START Dataset

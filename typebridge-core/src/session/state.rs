//! Session lifecycle

/// Lifecycle of the single client session
#[derive(Debug, Clone, Copy, PartialEq, Eq)]
#[cfg_attr(feature = "defmt", derive(defmt::Format))]
pub enum SessionState {
    /// No client, listener not yet armed
    Idle,
    /// Waiting on the listener for a client
    AwaitingClient,
    /// Client connected, sweeping the event sources
    Active,
    /// Client gone, waiting to be reset
    Closed,
}

/// Events driving the session lifecycle
#[derive(Debug, Clone, Copy, PartialEq, Eq)]
#[cfg_attr(feature = "defmt", derive(defmt::Format))]
pub enum SessionEvent {
    /// Listener armed
    Listen,
    /// Client accepted
    Accept,
    /// Client hung up or the connection failed
    Disconnect,
    /// Ready for the next client
    Reset,
}

impl SessionState {
    pub fn is_active(&self) -> bool {
        matches!(self, SessionState::Active)
    }

    /// Process an event and return the next state
    ///
    /// Events that do not apply to the current state leave it unchanged.
    pub fn transition(self, event: SessionEvent) -> Self {
        use SessionEvent::*;
        use SessionState::*;

        match (self, event) {
            (Idle, Listen) => AwaitingClient,
            (AwaitingClient, Accept) => Active,
            (Active, Disconnect) => Closed,
            (Closed, Reset) => Idle,

            // Abandoning a listener
            (AwaitingClient, Reset) => Idle,

            (state, _) => state,
        }
    }
}

#[cfg(test)]
mod tests {
    use super::*;

    #[test]
    fn test_full_lifecycle() {
        let state = SessionState::Idle;
        let state = state.transition(SessionEvent::Listen);
        assert_eq!(state, SessionState::AwaitingClient);
        let state = state.transition(SessionEvent::Accept);
        assert_eq!(state, SessionState::Active);
        assert!(state.is_active());
        let state = state.transition(SessionEvent::Disconnect);
        assert_eq!(state, SessionState::Closed);
        let state = state.transition(SessionEvent::Reset);
        assert_eq!(state, SessionState::Idle);
    }

    #[test]
    fn test_invalid_events_ignored() {
        assert_eq!(
            SessionState::Idle.transition(SessionEvent::Accept),
            SessionState::Idle
        );
        assert_eq!(
            SessionState::Active.transition(SessionEvent::Listen),
            SessionState::Active
        );
        assert_eq!(
            SessionState::Active.transition(SessionEvent::Reset),
            SessionState::Active
        );
        assert_eq!(
            SessionState::Closed.transition(SessionEvent::Accept),
            SessionState::Closed
        );
    }
}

END Dataset

Could the data above be returned exactly as it stands?

**Written solution:**
filename typebridge-core/src/session/state.rs
//! Session lifecycle

/// Lifecycle of the single client session
#[derive(Debug, Clone, Copy, PartialEq, Eq)]
#[cfg_attr(feature = "defmt", derive(defmt::Format))]
pub enum SessionState {
    /// No client, listener not yet armed
    Idle,
    /// Waiting on the listener for a client
    AwaitingClient,
    /// Client connected, sweeping the event sources
    Active,
    /// Client gone, waiting to be reset
    Closed,
}

/// Events driving the session lifecycle
#[derive(Debug, Clone, Copy, PartialEq, Eq)]
#[cfg_attr(feature = "defmt", derive(defmt::Format))]
pub enum SessionEvent {
    /// Listener armed
    Listen,
    /// Client accepted
    Accept,
    /// Client hung up or the connection failed
    Disconnect,
    /// Ready for the next client
    Reset,
}

impl SessionState {
    pub fn is_active(&self) -> bool {
        matches!(self, SessionState::Active)
    }

    /// Process an event and return the next state
    ///
    /// Events that do not apply to the current state leave it unchanged.
    pub fn transition(self, event: SessionEvent) -> Self {
        use SessionEvent::*;
        use SessionState::*;

        match (self, event) {
            (Idle, Listen) => AwaitingClient,
            (AwaitingClient, Accept) => Active,
            (Active, Disconnect) => Closed,
            (Closed, Reset) => Idle,

            // Abandoning a listener
            (AwaitingClient, Reset) => Idle,

            (state, _) => state,
        }
    }
}

#[cfg(test)]
mod tests {
    use super::*;

    #[test]
    fn test_full_lifecycle() {
        let state = SessionState::Idle;
        let state = state.transition(SessionEvent::Listen);
        assert_eq!(state, SessionState::AwaitingClient);
        let state = state.transition(SessionEvent::Accept);
        assert_eq!(state, SessionState::Active);
        assert!(state.is_active());
        let state = state.transition(SessionEvent::Disconnect);
        assert_eq!(state, SessionState::Closed);
        let state = state.transition(SessionEvent::Reset);
        assert_eq!(state, SessionState::Idle);
    }

    #[test]
    fn test_invalid_events_ignored() {
        assert_eq!(
            SessionState::Idle.transition(SessionEvent::Accept),
            SessionState::Idle
        );
        assert_eq!(
            SessionState::Active.transition(SessionEvent::Listen),
            SessionState::Active
        );
        assert_eq!(
            SessionState::Active.transition(SessionEvent::Reset),
            SessionState::Active
        );
        assert_eq!(
            SessionState::Closed.transition(SessionEvent::Accept),
            SessionState::Closed
        );
    }
}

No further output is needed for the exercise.